Emily’s Decent: A quest for happiness following divorce
Happiness after divorce seemed impossible to me. At ten years of age I witnessed my parents split, in that, they traded a verbally and physically abusive relationship for an even more confusing competition for my five siblings and my attentions. Christmas was a fairytale times two. Who could outshine who with more presents? Sadly it was lost on six lonely, confused children who just wanted the non-stop fighting to stop. For good.
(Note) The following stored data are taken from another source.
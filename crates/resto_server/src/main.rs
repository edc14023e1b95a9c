//! resto_server — standalone REST server for restaurant discovery.
//!
//! Reads config from env vars (a local .env is honored):
//!   DATABASE_URL          — Postgres connection string (required)
//!   ACCESS_TOKEN_SECRET   — access-token HMAC secret (required)
//!   REFRESH_TOKEN_SECRET  — refresh-token HMAC secret (required)
//!   PORT                  — listen port (default: 5000)

use std::sync::Arc;

use resto_core::auth::AuthService;
use resto_core::catalog::CatalogService;
use resto_postgres::schema::ensure_schema;
use resto_postgres::{PgRestaurantStore, PgUserStore};
use resto_server::middleware::jwt::JwtConfig;
use resto_server::router::build_router;
use sqlx::postgres::PgPoolOptions;
use tokio::net::TcpListener;

#[tokio::main]
async fn main() {
    dotenvy::dotenv().ok();

    tracing_subscriber::fmt()
        .with_env_filter(
            tracing_subscriber::EnvFilter::try_from_default_env()
                .unwrap_or_else(|_| "info,resto_server=debug".into()),
        )
        .init();

    // Read config from environment
    let database_url = std::env::var("DATABASE_URL").expect("DATABASE_URL must be set");
    let access_secret =
        std::env::var("ACCESS_TOKEN_SECRET").expect("ACCESS_TOKEN_SECRET must be set");
    let refresh_secret =
        std::env::var("REFRESH_TOKEN_SECRET").expect("REFRESH_TOKEN_SECRET must be set");
    let port = std::env::var("PORT").unwrap_or_else(|_| "5000".into());

    // Create PgPool
    let pool = PgPoolOptions::new()
        .max_connections(10)
        .connect(&database_url)
        .await
        .expect("failed to connect to database");

    tracing::info!("Connected to database");

    ensure_schema(&pool)
        .await
        .expect("failed to ensure database schema");

    // Build services over the Postgres stores
    let catalog = Arc::new(CatalogService::new(Arc::new(PgRestaurantStore::new(
        pool.clone(),
    ))));
    let auth = Arc::new(AuthService::new(Arc::new(PgUserStore::new(pool.clone()))));

    let jwt_config = JwtConfig::from_secrets(access_secret.as_bytes(), refresh_secret.as_bytes());

    let app = build_router(catalog, auth, jwt_config);

    // Bind and serve
    let bind_addr = format!("0.0.0.0:{port}");
    let listener = TcpListener::bind(&bind_addr)
        .await
        .unwrap_or_else(|e| panic!("failed to bind to {bind_addr}: {e}"));
    tracing::info!("Restaurant Finder API running on port {port}");

    axum::serve(listener, app).await.expect("server error");
}
//! Seed the database with the demonstration catalog.
//!
//! Usage: `cargo run --bin seed` with DATABASE_URL set (a local .env is
//! honored). Clears the restaurants table and reinserts the twelve
//! Yogyakarta restaurants.

use resto_postgres::schema::ensure_schema;
use resto_postgres::seed::seed_restaurants;
use sqlx::postgres::PgPoolOptions;

#[tokio::main]
async fn main() {
    dotenvy::dotenv().ok();

    tracing_subscriber::fmt()
        .with_env_filter(
            tracing_subscriber::EnvFilter::try_from_default_env()
                .unwrap_or_else(|_| "info".into()),
        )
        .init();

    let database_url = std::env::var("DATABASE_URL").expect("DATABASE_URL must be set");

    let pool = PgPoolOptions::new()
        .max_connections(5)
        .connect(&database_url)
        .await
        .expect("failed to connect to database");

    ensure_schema(&pool)
        .await
        .expect("failed to ensure database schema");

    let count = seed_restaurants(&pool)
        .await
        .expect("failed to seed restaurants");

    tracing::info!("Seeded {count} restaurants");
}
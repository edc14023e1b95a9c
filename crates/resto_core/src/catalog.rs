//! Restaurant discovery service.
//!
//! Owns the store port and composes the search pipeline: annotate with
//! viewer distance, filter by radius, sort, paginate. Handlers stay thin;
//! every listing rule lives here.

use std::sync::Arc;

use crate::error::RestoError;
use crate::geo::{haversine_km, round_km, Coordinate};
use crate::ports::{RestaurantFilter, RestaurantStore, Result};
use crate::search::{self, SortBy};
use crate::types::{AnnotatedRestaurant, PriceTier, Restaurant, RestaurantPage};

/// Radius applied to the main listing when a viewer coordinate is present
/// but no explicit radius was asked for.
pub const DEFAULT_RADIUS_KM: f64 = 10.0;
/// Radius applied by the nearby endpoint when none is asked for.
pub const NEARBY_RADIUS_KM: f64 = 5.0;
/// Page size when the caller does not pass one.
pub const DEFAULT_PAGE_SIZE: usize = 10;
/// Text search returns at most this many records.
pub const SEARCH_RESULT_CAP: i64 = 10;

/// Everything the listing endpoint accepts, already parsed. All fields
/// optional; defaults are applied here rather than at the HTTP layer.
#[derive(Debug, Clone, Default)]
pub struct ListParams {
    pub cuisine: Option<String>,
    pub price_range: Option<PriceTier>,
    pub search: Option<String>,
    pub viewer: Option<Coordinate>,
    pub radius_km: Option<f64>,
    pub page: Option<usize>,
    pub limit: Option<usize>,
    pub sort_by: Option<SortBy>,
}

pub struct CatalogService {
    store: Arc<dyn RestaurantStore>,
}

impl CatalogService {
    pub fn new(store: Arc<dyn RestaurantStore>) -> Self {
        Self { store }
    }

    /// The main listing: filter at the store, then run the in-memory
    /// pipeline. Radius filtering only engages when a viewer coordinate
    /// was supplied.
    pub async fn list(&self, params: ListParams) -> Result<RestaurantPage> {
        let filter = RestaurantFilter {
            cuisine: params.cuisine,
            price_range: params.price_range,
            name_contains: params.search,
        };
        let records = self.store.list(&filter).await?;

        let mut annotated = search::annotate(records, params.viewer);
        if params.viewer.is_some() {
            search::filter_radius(
                &mut annotated,
                params.radius_km.unwrap_or(DEFAULT_RADIUS_KM),
            );
        }
        search::sort(
            &mut annotated,
            params.sort_by.unwrap_or_default(),
            params.viewer.is_some(),
        );

        Ok(search::paginate(
            annotated,
            params.page.unwrap_or(1),
            params.limit.unwrap_or(DEFAULT_PAGE_SIZE),
        ))
    }

    /// Single record by id, annotated with distance when the viewer sent
    /// coordinates.
    pub async fn get(&self, id: uuid::Uuid, viewer: Option<Coordinate>) -> Result<AnnotatedRestaurant> {
        let restaurant = self
            .store
            .get(id)
            .await?
            .ok_or_else(|| RestoError::NotFound("Restaurant not found".into()))?;
        let distance = viewer.map(|v| round_km(haversine_km(v, restaurant.coordinate())));
        Ok(AnnotatedRestaurant {
            restaurant,
            distance,
        })
    }

    /// Free-text search over name, cuisine and address. Capped at
    /// [`SEARCH_RESULT_CAP`] records; sorted by distance only when the
    /// viewer sent coordinates. No radius filter and no pagination.
    pub async fn search(
        &self,
        query: &str,
        viewer: Option<Coordinate>,
    ) -> Result<Vec<AnnotatedRestaurant>> {
        let records = self.store.search_text(query, SEARCH_RESULT_CAP).await?;
        let mut annotated = search::annotate(records, viewer);
        search::sort(&mut annotated, SortBy::Distance, viewer.is_some());
        Ok(annotated)
    }

    /// Everything within `radius_km` (default 5) of the viewer, nearest
    /// first. The viewer coordinate is mandatory here, enforced at the
    /// HTTP layer.
    pub async fn nearby(
        &self,
        viewer: Coordinate,
        radius_km: Option<f64>,
    ) -> Result<Vec<AnnotatedRestaurant>> {
        let records = self.store.list_open().await?;
        let mut annotated = search::annotate(records, Some(viewer));
        search::filter_radius(&mut annotated, radius_km.unwrap_or(NEARBY_RADIUS_KM));
        search::sort(&mut annotated, SortBy::Distance, true);
        Ok(annotated)
    }

    /// Distinct cuisine names, alphabetical.
    pub async fn cuisines(&self) -> Result<Vec<String>> {
        self.store.distinct_cuisines().await
    }
}

#[cfg(test)]
mod tests {
    use async_trait::async_trait;
    use uuid::Uuid;

    use super::*;

    // ── fixtures ──────────────────────────────────────────────────────

    struct MemStore {
        records: Vec<Restaurant>,
    }

    #[async_trait]
    impl RestaurantStore for MemStore {
        async fn list(&self, filter: &RestaurantFilter) -> Result<Vec<Restaurant>> {
            Ok(self
                .records
                .iter()
                .filter(|r| r.is_open)
                .filter(|r| filter.cuisine.as_deref().is_none_or(|c| r.cuisine == c))
                .filter(|r| filter.price_range.is_none_or(|p| r.price_range == p))
                .filter(|r| {
                    filter
                        .name_contains
                        .as_deref()
                        .is_none_or(|n| r.name.to_lowercase().contains(&n.to_lowercase()))
                })
                .cloned()
                .collect())
        }

        async fn get(&self, id: Uuid) -> Result<Option<Restaurant>> {
            Ok(self.records.iter().find(|r| r.id == id).cloned())
        }

        async fn search_text(&self, query: &str, limit: i64) -> Result<Vec<Restaurant>> {
            let needle = query.to_lowercase();
            Ok(self
                .records
                .iter()
                .filter(|r| {
                    r.name.to_lowercase().contains(&needle)
                        || r.cuisine.to_lowercase().contains(&needle)
                        || r.address.to_lowercase().contains(&needle)
                })
                .take(limit as usize)
                .cloned()
                .collect())
        }

        async fn distinct_cuisines(&self) -> Result<Vec<String>> {
            let mut cuisines: Vec<String> =
                self.records.iter().map(|r| r.cuisine.clone()).collect();
            cuisines.sort();
            cuisines.dedup();
            Ok(cuisines)
        }
    }

    fn restaurant(name: &str, cuisine: &str, lat: f64) -> Restaurant {
        Restaurant {
            id: Uuid::new_v4(),
            name: name.into(),
            description: String::new(),
            address: format!("{name} street"),
            cuisine: cuisine.into(),
            price_range: PriceTier::Low,
            average_price: 20000.0,
            rating: 4.0,
            open_time: "08:00".into(),
            close_time: "21:00".into(),
            phone: None,
            image_url: None,
            is_open: true,
            latitude: lat,
            longitude: 0.0,
        }
    }

    fn service(records: Vec<Restaurant>) -> CatalogService {
        CatalogService::new(Arc::new(MemStore { records }))
    }

    const ORIGIN: Coordinate = Coordinate { lat: 0.0, lon: 0.0 };
    const LAT_2_KM: f64 = 0.017986432118374612;
    const LAT_5_KM: f64 = 0.044966080295936524;
    const LAT_10_KM: f64 = 0.08993216059187305;
    const LAT_12_KM: f64 = 0.10791859271024766;

    fn names(records: &[AnnotatedRestaurant]) -> Vec<&str> {
        records.iter().map(|r| r.restaurant.name.as_str()).collect()
    }

    // ── list ──────────────────────────────────────────────────────────

    #[tokio::test]
    async fn list_without_viewer_returns_everything_unannotated() {
        let svc = service(vec![
            restaurant("a", "Javanese", LAT_12_KM),
            restaurant("b", "Japanese", LAT_2_KM),
        ]);
        let page = svc.list(ListParams::default()).await.unwrap();
        assert_eq!(page.total_items, 2);
        assert_eq!(page.current_page, 1);
        assert!(page.restaurants.iter().all(|r| r.distance.is_none()));
    }

    #[tokio::test]
    async fn list_with_viewer_filters_to_ten_km_and_sorts_nearest_first() {
        let svc = service(vec![
            restaurant("outside", "Javanese", LAT_12_KM),
            restaurant("edge", "Javanese", LAT_10_KM),
            restaurant("near", "Javanese", LAT_2_KM),
        ]);
        let page = svc
            .list(ListParams {
                viewer: Some(ORIGIN),
                ..Default::default()
            })
            .await
            .unwrap();
        assert_eq!(names(&page.restaurants), vec!["near", "edge"]);
        assert_eq!(page.total_items, 2);
        assert_eq!(page.restaurants[0].distance, Some(2.0));
    }

    #[tokio::test]
    async fn list_honors_an_explicit_radius() {
        let svc = service(vec![
            restaurant("near", "Javanese", LAT_2_KM),
            restaurant("mid", "Javanese", LAT_5_KM),
        ]);
        let page = svc
            .list(ListParams {
                viewer: Some(ORIGIN),
                radius_km: Some(3.0),
                ..Default::default()
            })
            .await
            .unwrap();
        assert_eq!(names(&page.restaurants), vec!["near"]);
    }

    #[tokio::test]
    async fn list_paginates_with_defaults_applied() {
        let records = (0..13)
            .map(|i| restaurant(&format!("r{i:02}"), "Javanese", 0.0))
            .collect();
        let page = service(records).list(ListParams::default()).await.unwrap();
        assert_eq!(page.restaurants.len(), 10);
        assert_eq!(page.total_items, 13);
        assert_eq!(page.total_pages, 2);
    }

    #[tokio::test]
    async fn list_passes_filters_down_to_the_store() {
        let svc = service(vec![
            restaurant("gudeg", "Javanese", 0.0),
            restaurant("sushi", "Japanese", 0.0),
        ]);
        let page = svc
            .list(ListParams {
                cuisine: Some("Japanese".into()),
                ..Default::default()
            })
            .await
            .unwrap();
        assert_eq!(names(&page.restaurants), vec!["sushi"]);
    }

    // ── get ───────────────────────────────────────────────────────────

    #[tokio::test]
    async fn get_unknown_id_is_not_found() {
        let svc = service(vec![]);
        let err = svc.get(Uuid::new_v4(), None).await.unwrap_err();
        assert!(matches!(err, RestoError::NotFound(_)));
    }

    #[tokio::test]
    async fn get_annotates_distance_when_viewer_present() {
        let r = restaurant("a", "Javanese", LAT_2_KM);
        let id = r.id;
        let svc = service(vec![r]);
        let found = svc.get(id, Some(ORIGIN)).await.unwrap();
        assert_eq!(found.distance, Some(2.0));
        let plain = svc.get(id, None).await.unwrap();
        assert_eq!(plain.distance, None);
    }

    // ── search / nearby / cuisines ────────────────────────────────────

    #[tokio::test]
    async fn search_matches_address_too_and_sorts_by_distance() {
        let svc = service(vec![
            restaurant("far", "Javanese", LAT_10_KM),
            restaurant("near", "Javanese", LAT_2_KM),
        ]);
        let hits = svc.search("street", Some(ORIGIN)).await.unwrap();
        assert_eq!(names(&hits), vec!["near", "far"]);
    }

    #[tokio::test]
    async fn search_without_viewer_keeps_store_order() {
        let svc = service(vec![
            restaurant("far", "Javanese", LAT_10_KM),
            restaurant("near", "Javanese", LAT_2_KM),
        ]);
        let hits = svc.search("street", None).await.unwrap();
        assert_eq!(names(&hits), vec!["far", "near"]);
        assert!(hits.iter().all(|r| r.distance.is_none()));
    }

    #[tokio::test]
    async fn nearby_defaults_to_five_km_inclusive() {
        let svc = service(vec![
            restaurant("edge", "Javanese", LAT_5_KM),
            restaurant("out", "Javanese", LAT_10_KM),
            restaurant("near", "Javanese", LAT_2_KM),
        ]);
        let hits = svc.nearby(ORIGIN, None).await.unwrap();
        assert_eq!(names(&hits), vec!["near", "edge"]);
    }

    #[tokio::test]
    async fn nearby_accepts_a_wider_radius() {
        let svc = service(vec![
            restaurant("out", "Javanese", LAT_10_KM),
            restaurant("near", "Javanese", LAT_2_KM),
        ]);
        let hits = svc.nearby(ORIGIN, Some(30.0)).await.unwrap();
        assert_eq!(hits.len(), 2);
    }

    #[tokio::test]
    async fn cuisines_are_distinct_and_sorted() {
        let svc = service(vec![
            restaurant("a", "Javanese", 0.0),
            restaurant("b", "Dessert", 0.0),
            restaurant("c", "Javanese", 0.0),
        ]);
        assert_eq!(svc.cuisines().await.unwrap(), vec!["Dessert", "Javanese"]);
    }
}
pub mod jwt;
I should be happy now, as, I have wished for this my entire childhood. But learning how to find happiness from divorce would take many years. I have no warm fuzzy memories tucked away of the love I am certain they once thought to be real. I planned for this and warned my younger brothers and sister of the impending divorce. How could I find happiness now that my father, whom was the “fun” part of growing up, was no longer a resident? I watched my Mother suffer her inability to find peace with her decision to end a treacherous marriage. My Father quickly found his soul-mate much to my Mothers dismay. I witnessed a lot of hand holding and laughter. My new Mother was so positive and beautiful. I longed to grasp onto their thread of contentment. All I found was the bitterness and loss my Mother fostered, like a small child’s worn, threadbare blanket. How would I get to a place where the sunshine brightened my face? [Read more…]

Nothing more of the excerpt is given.